While all that rain may take some getting used to, it provides lush scenery to this side of the island, including numerous rainforests and cascading waterfalls.
While Big Island real estate in general took a hit during the recession, it seems to be rebounding nicely, especially in Hilo. One forecaster reports that, in 2012, Hilo will be the third worst housing market in the country. Statistics so far, prove that forecaster wrong.
From 2010 to 2011, Hilo home values increased almost 5 percent. While that’s not huge, it does show some positive movement in the Hilo real estate market.
Furthermore, while Hilo’s condo market isn’t large, condo values have increased from $90,000 to $145,000. Single-family homes have increased in median sales price from $439,000 to $460,000.

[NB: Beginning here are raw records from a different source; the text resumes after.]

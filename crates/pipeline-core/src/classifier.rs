use tracing::debug;

use crate::models::{Article, Classification, FeedItem};

/// Keywords marking an operational notice (closures, hours, holidays, shrine events).
pub const DEFAULT_NOTICE_KEYWORDS: &[&str] = &[
    "お知らせ",
    "休業",
    "営業時間",
    "臨時",
    "神獅子舞",
    "年末年始",
    "ゴールデンウィーク",
    "夏季休暇",
    "定休日",
    "変更",
    "休診",
    "休館",
    "神社",
    "奉納",
];

/// Title-only keywords used to drop feed entries before anything is fetched.
pub const DEFAULT_FEED_KEYWORDS: &[&str] = &["お知らせ", "休業", "営業時間"];

/// Decides whether a post is a notice or content worth publishing.
pub trait Classify: Send + Sync {
    fn classify(&self, title: &str, content: &str) -> Classification;
}

/// Case-insensitive substring match against a fixed keyword list.
///
/// A keyword hidden inside an unrelated word still counts as a hit.
#[derive(Debug, Clone)]
pub struct KeywordClassifier {
    keywords: Vec<String>,
}

impl KeywordClassifier {
    pub fn new<I, S>(keywords: I) -> Self
    where
        I: IntoIterator<Item = S>,
        S: AsRef<str>,
    {
        Self {
            keywords: lowercase_all(keywords),
        }
    }

    pub fn keywords(&self) -> &[String] {
        &self.keywords
    }
}

impl Default for KeywordClassifier {
    fn default() -> Self {
        Self::new(DEFAULT_NOTICE_KEYWORDS)
    }
}

impl Classify for KeywordClassifier {
    fn classify(&self, title: &str, content: &str) -> Classification {
        let title_lower = title.to_lowercase();
        let content_lower = content.to_lowercase();

        let hit = self
            .keywords
            .iter()
            .find(|k| title_lower.contains(k.as_str()) || content_lower.contains(k.as_str()));

        if let Some(keyword) = hit {
            debug!(keyword = %keyword, title, "classified as notice");
        }

        Classification::from_notice(hit.is_some())
    }
}

/// Splits articles into (content, notices), keeping input order in both.
pub fn split_notices(
    classifier: &dyn Classify,
    articles: Vec<Article>,
) -> (Vec<Article>, Vec<Article>) {
    articles
        .into_iter()
        .partition(|a| classifier.classify(&a.title, &a.content).is_article)
}

/// Cheap title-only filter applied to feed entries.
#[derive(Debug, Clone)]
pub struct FeedFilter {
    keywords: Vec<String>,
}

impl FeedFilter {
    pub fn new<I, S>(keywords: I) -> Self
    where
        I: IntoIterator<Item = S>,
        S: AsRef<str>,
    {
        Self {
            keywords: lowercase_all(keywords),
        }
    }

    pub fn retain_content(&self, items: Vec<FeedItem>) -> Vec<FeedItem> {
        items
            .into_iter()
            .filter(|item| {
                let title = item.title.to_lowercase();
                !self.keywords.iter().any(|k| title.contains(k.as_str()))
            })
            .collect()
    }
}

impl Default for FeedFilter {
    fn default() -> Self {
        Self::new(DEFAULT_FEED_KEYWORDS)
    }
}

fn lowercase_all<I, S>(keywords: I) -> Vec<String>
where
    I: IntoIterator<Item = S>,
    S: AsRef<str>,
{
    keywords
        .into_iter()
        .map(|k| k.as_ref().to_lowercase())
        .filter(|k| !k.is_empty())
        .collect()
}

#[cfg(test)]
mod tests {
    use super::*;

    fn item(title: &str) -> FeedItem {
        FeedItem {
            title: title.to_string(),
            link: format!("https://example.com/{}", title.len()),
        }
    }

    #[test]
    fn test_keyword_in_title_is_notice() {
        let c = KeywordClassifier::default();
        let result = c.classify("定休日のお知らせ", "来週はお休みです");
        assert!(result.is_notice);
        assert!(!result.is_article);
    }

    #[test]
    fn test_keyword_in_content_only_is_notice() {
        let c = KeywordClassifier::default();
        let result = c.classify("今月の予定", "年末年始は12月29日から休みます");
        assert!(result.is_notice);
    }

    #[test]
    fn test_health_article_is_article() {
        let c = KeywordClassifier::default();
        let result = c.classify("肩こりの原因とは", "デスクワークで固まった筋肉をほぐす方法");
        assert!(result.is_article);
    }

    #[test]
    fn test_matching_ignores_ascii_case() {
        let c = KeywordClassifier::new(["Closed"]);
        assert!(c.classify("WE ARE CLOSED TODAY", "").is_notice);
        assert!(c.classify("", "shop closed on monday").is_notice);
        assert!(c.classify("Open as usual", "see you").is_article);
    }

    #[test]
    fn test_substring_inside_other_word_still_matches() {
        // "変更" inside "変更点" is a hit even when the post is a health article
        let c = KeywordClassifier::default();
        assert!(c.classify("ストレッチの変更点", "").is_notice);
    }

    #[test]
    fn test_empty_keyword_list_never_flags() {
        let c = KeywordClassifier::new(Vec::<String>::new());
        assert!(c.classify("お知らせ", "休業").is_article);
    }

    #[test]
    fn test_empty_keywords_are_dropped() {
        let c = KeywordClassifier::new(["", "休業"]);
        assert_eq!(c.keywords(), &["休業".to_string()]);
        assert!(c.classify("腰痛", "").is_article);
    }

    #[test]
    fn test_split_notices_keeps_second_only() {
        let c = KeywordClassifier::default();
        let articles = vec![
            Article::new("定休日のお知らせ", "", "https://x/1"),
            Article::new("肩こりの原因とは", "姿勢の話", "https://x/2"),
        ];
        let (content, notices) = split_notices(&c, articles);
        assert_eq!(content.len(), 1);
        assert_eq!(content[0].title, "肩こりの原因とは");
        assert_eq!(notices.len(), 1);
    }

    #[test]
    fn test_feed_filter_uses_title_only() {
        let filter = FeedFilter::default();
        let kept = filter.retain_content(vec![
            item("営業時間変更のお知らせ"),
            item("腰痛とストレッチ"),
            item("臨時休業について"),
        ]);
        assert_eq!(kept.len(), 1);
        assert_eq!(kept[0].title, "腰痛とストレッチ");
    }
}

What this means for anyone hoping to buy Hilo real estate is to move now before prices increase further. If you’ve been waiting for the market to recover to put your Hilo home up for sale, now is the ideal time to do so.
Taking a quick look at the current real estate market in Hilo shows that prices range from $145,000 for a 2 bedroom 2 bath home to $990,000 for an over 3,000 square-foot home on almost 28 acres.
Many Big Island newcomers arrive with dreams of building their new home from the ground up. If you’re among them, there is lots of land on the market. The top list price for vacant land in Hilo is $3.6 million. This will buy you a 12-acre development parcel. You can also pick up an ocean-view residential lot for $255,000. If you plan on buying vacant land in Hilo, plan on spending from $125,000 to $635,000.
Keep in mind while house or land hunting that property in Hilo priced in the lower ranges moves faster than higher-priced homes. Higher priced real estate may sit on the Hilo market for a year or longer.
You’ll find a lot of diversity when it comes to Hilo neighborhoods. This is why it’s important to decide what you’re looking for in a new neighborhood before heading out to look at houses.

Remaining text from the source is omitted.